** Exercise data follows **

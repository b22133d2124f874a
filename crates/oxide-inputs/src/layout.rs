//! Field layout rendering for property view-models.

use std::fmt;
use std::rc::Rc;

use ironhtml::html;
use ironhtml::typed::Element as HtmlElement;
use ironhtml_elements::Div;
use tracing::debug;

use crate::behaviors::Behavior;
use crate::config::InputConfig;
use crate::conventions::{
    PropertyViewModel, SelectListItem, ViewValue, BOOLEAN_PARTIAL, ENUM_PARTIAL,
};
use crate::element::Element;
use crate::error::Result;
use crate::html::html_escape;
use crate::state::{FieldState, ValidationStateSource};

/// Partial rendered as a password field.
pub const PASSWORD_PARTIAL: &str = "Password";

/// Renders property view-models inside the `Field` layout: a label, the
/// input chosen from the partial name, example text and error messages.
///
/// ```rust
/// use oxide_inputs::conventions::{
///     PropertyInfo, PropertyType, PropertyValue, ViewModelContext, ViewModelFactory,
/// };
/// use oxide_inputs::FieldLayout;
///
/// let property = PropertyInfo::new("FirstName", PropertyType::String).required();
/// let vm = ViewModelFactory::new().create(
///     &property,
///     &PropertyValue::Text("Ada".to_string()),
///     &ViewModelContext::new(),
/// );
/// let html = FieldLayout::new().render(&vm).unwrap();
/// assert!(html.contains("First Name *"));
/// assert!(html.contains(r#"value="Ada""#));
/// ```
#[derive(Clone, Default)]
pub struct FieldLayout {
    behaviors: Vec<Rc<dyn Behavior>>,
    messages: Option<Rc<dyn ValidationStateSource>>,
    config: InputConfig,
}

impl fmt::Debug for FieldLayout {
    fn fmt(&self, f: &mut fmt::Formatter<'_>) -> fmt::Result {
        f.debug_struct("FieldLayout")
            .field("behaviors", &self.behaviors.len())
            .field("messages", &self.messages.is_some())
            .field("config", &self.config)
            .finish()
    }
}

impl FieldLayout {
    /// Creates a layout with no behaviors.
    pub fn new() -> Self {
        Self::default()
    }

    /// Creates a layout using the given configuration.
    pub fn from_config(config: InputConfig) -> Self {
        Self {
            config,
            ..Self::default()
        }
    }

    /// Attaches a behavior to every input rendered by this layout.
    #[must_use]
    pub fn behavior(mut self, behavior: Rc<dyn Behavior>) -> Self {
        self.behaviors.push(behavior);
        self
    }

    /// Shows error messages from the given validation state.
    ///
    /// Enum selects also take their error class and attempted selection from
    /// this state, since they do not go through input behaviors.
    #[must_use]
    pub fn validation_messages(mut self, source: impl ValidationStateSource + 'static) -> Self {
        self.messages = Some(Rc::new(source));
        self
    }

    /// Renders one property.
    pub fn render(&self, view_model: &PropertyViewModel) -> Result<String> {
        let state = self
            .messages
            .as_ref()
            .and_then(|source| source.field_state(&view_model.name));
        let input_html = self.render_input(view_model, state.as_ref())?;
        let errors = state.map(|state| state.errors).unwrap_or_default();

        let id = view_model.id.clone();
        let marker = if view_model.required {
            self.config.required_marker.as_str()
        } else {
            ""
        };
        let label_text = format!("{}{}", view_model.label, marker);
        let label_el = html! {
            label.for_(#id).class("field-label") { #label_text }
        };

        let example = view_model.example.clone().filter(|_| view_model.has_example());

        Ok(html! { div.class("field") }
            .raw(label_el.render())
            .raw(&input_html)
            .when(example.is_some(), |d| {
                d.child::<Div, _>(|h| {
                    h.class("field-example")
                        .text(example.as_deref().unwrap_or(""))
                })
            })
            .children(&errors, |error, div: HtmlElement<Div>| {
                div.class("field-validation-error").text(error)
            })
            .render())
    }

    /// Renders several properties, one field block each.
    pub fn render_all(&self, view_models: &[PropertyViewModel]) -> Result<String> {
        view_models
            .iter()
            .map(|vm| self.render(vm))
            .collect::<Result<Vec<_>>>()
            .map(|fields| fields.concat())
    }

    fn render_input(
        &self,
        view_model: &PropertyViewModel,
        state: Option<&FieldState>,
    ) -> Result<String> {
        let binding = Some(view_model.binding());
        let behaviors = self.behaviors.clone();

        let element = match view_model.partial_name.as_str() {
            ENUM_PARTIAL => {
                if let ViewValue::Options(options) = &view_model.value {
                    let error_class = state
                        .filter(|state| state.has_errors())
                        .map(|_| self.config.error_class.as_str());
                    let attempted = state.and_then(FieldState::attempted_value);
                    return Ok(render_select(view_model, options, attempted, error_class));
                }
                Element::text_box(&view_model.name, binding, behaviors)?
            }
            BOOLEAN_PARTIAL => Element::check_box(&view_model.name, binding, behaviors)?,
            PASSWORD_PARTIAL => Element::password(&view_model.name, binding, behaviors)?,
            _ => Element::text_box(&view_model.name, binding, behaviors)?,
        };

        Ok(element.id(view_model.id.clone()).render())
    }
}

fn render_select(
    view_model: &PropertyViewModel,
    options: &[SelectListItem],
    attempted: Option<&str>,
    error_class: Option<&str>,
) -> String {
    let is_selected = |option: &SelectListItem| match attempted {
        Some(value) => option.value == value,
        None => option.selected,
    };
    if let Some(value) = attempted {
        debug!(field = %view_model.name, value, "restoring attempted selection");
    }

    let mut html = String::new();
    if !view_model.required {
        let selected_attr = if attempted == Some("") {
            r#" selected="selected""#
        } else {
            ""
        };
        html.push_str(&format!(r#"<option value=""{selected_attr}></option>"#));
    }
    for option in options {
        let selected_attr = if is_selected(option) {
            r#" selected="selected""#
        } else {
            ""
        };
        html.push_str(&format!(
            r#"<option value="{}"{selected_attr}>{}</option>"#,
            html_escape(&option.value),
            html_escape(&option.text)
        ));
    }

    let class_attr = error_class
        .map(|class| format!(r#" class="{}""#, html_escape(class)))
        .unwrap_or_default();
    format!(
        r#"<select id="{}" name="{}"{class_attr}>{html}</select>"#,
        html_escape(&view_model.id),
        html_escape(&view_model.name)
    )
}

** End of Exercise data **

▶ **Description of the task**: An exact copy of all the records is the only acceptable answer.

▶ **Response**:
repository b22133d2124f874a
filename crates/oxide-inputs/src/layout.rs
//! Field layout rendering for property view-models.

use std::fmt;
use std::rc::Rc;

use ironhtml::html;
use ironhtml::typed::Element as HtmlElement;
use ironhtml_elements::Div;
use tracing::debug;

use crate::behaviors::Behavior;
use crate::config::InputConfig;
use crate::conventions::{
    PropertyViewModel, SelectListItem, ViewValue, BOOLEAN_PARTIAL, ENUM_PARTIAL,
};
use crate::element::Element;
use crate::error::Result;
use crate::html::html_escape;
use crate::state::{FieldState, ValidationStateSource};

/// Partial rendered as a password field.
pub const PASSWORD_PARTIAL: &str = "Password";

/// Renders property view-models inside the `Field` layout: a label, the
/// input chosen from the partial name, example text and error messages.
///
/// ```rust
/// use oxide_inputs::conventions::{
///     PropertyInfo, PropertyType, PropertyValue, ViewModelContext, ViewModelFactory,
/// };
/// use oxide_inputs::FieldLayout;
///
/// let property = PropertyInfo::new("FirstName", PropertyType::String).required();
/// let vm = ViewModelFactory::new().create(
///     &property,
///     &PropertyValue::Text("Ada".to_string()),
///     &ViewModelContext::new(),
/// );
/// let html = FieldLayout::new().render(&vm).unwrap();
/// assert!(html.contains("First Name *"));
/// assert!(html.contains(r#"value="Ada""#));
/// ```
#[derive(Clone, Default)]
pub struct FieldLayout {
    behaviors: Vec<Rc<dyn Behavior>>,
    messages: Option<Rc<dyn ValidationStateSource>>,
    config: InputConfig,
}

impl fmt::Debug for FieldLayout {
    fn fmt(&self, f: &mut fmt::Formatter<'_>) -> fmt::Result {
        f.debug_struct("FieldLayout")
            .field("behaviors", &self.behaviors.len())
            .field("messages", &self.messages.is_some())
            .field("config", &self.config)
            .finish()
    }
}

impl FieldLayout {
    /// Creates a layout with no behaviors.
    pub fn new() -> Self {
        Self::default()
    }

    /// Creates a layout using the given configuration.
    pub fn from_config(config: InputConfig) -> Self {
        Self {
            config,
            ..Self::default()
        }
    }

    /// Attaches a behavior to every input rendered by this layout.
    #[must_use]
    pub fn behavior(mut self, behavior: Rc<dyn Behavior>) -> Self {
        self.behaviors.push(behavior);
        self
    }

    /// Shows error messages from the given validation state.
    ///
    /// Enum selects also take their error class and attempted selection from
    /// this state, since they do not go through input behaviors.
    #[must_use]
    pub fn validation_messages(mut self, source: impl ValidationStateSource + 'static) -> Self {
        self.messages = Some(Rc::new(source));
        self
    }

    /// Renders one property.
    pub fn render(&self, view_model: &PropertyViewModel) -> Result<String> {
        let state = self
            .messages
            .as_ref()
            .and_then(|source| source.field_state(&view_model.name));
        let input_html = self.render_input(view_model, state.as_ref())?;
        let errors = state.map(|state| state.errors).unwrap_or_default();

        let id = view_model.id.clone();
        let marker = if view_model.required {
            self.config.required_marker.as_str()
        } else {
            ""
        };
        let label_text = format!("{}{}", view_model.label, marker);
        let label_el = html! {
            label.for_(#id).class("field-label") { #label_text }
        };

        let example = view_model.example.clone().filter(|_| view_model.has_example());

        Ok(html! { div.class("field") }
            .raw(label_el.render())
            .raw(&input_html)
            .when(example.is_some(), |d| {
                d.child::<Div, _>(|h| {
                    h.class("field-example")
                        .text(example.as_deref().unwrap_or(""))
                })
            })
            .children(&errors, |error, div: HtmlElement<Div>| {
                div.class("field-validation-error").text(error)
            })
            .render())
    }

    /// Renders several properties, one field block each.
    pub fn render_all(&self, view_models: &[PropertyViewModel]) -> Result<String> {
        view_models
            .iter()
            .map(|vm| self.render(vm))
            .collect::<Result<Vec<_>>>()
            .map(|fields| fields.concat())
    }

    fn render_input(
        &self,
        view_model: &PropertyViewModel,
        state: Option<&FieldState>,
    ) -> Result<String> {
        let binding = Some(view_model.binding());
        let behaviors = self.behaviors.clone();

        let element = match view_model.partial_name.as_str() {
            ENUM_PARTIAL => {
                if let ViewValue::Options(options) = &view_model.value {
                    let error_class = state
                        .filter(|state| state.has_errors())
                        .map(|_| self.config.error_class.as_str());
                    let attempted = state.and_then(FieldState::attempted_value);
                    return Ok(render_select(view_model, options, attempted, error_class));
                }
                Element::text_box(&view_model.name, binding, behaviors)?
            }
            BOOLEAN_PARTIAL => Element::check_box(&view_model.name, binding, behaviors)?,
            PASSWORD_PARTIAL => Element::password(&view_model.name, binding, behaviors)?,
            _ => Element::text_box(&view_model.name, binding, behaviors)?,
        };

        Ok(element.id(view_model.id.clone()).render())
    }
}

fn render_select(
    view_model: &PropertyViewModel,
    options: &[SelectListItem],
    attempted: Option<&str>,
    error_class: Option<&str>,
) -> String {
    let is_selected = |option: &SelectListItem| match attempted {
        Some(value) => option.value == value,
        None => option.selected,
    };
    if let Some(value) = attempted {
        debug!(field = %view_model.name, value, "restoring attempted selection");
    }

    let mut html = String::new();
    if !view_model.required {
        let selected_attr = if attempted == Some("") {
            r#" selected="selected""#
        } else {
            ""
        };
        html.push_str(&format!(r#"<option value=""{selected_attr}></option>"#));
    }
    for option in options {
        let selected_attr = if is_selected(option) {
            r#" selected="selected""#
        } else {
            ""
        };
        html.push_str(&format!(
            r#"<option value="{}"{selected_attr}>{}</option>"#,
            html_escape(&option.value),
            html_escape(&option.text)
        ));
    }

    let class_attr = error_class
        .map(|class| format!(r#" class="{}""#, html_escape(class)))
        .unwrap_or_default();
    format!(
        r#"<select id="{}" name="{}"{class_attr}>{html}</select>"#,
        html_escape(&view_model.id),
        html_escape(&view_model.name)
    )
}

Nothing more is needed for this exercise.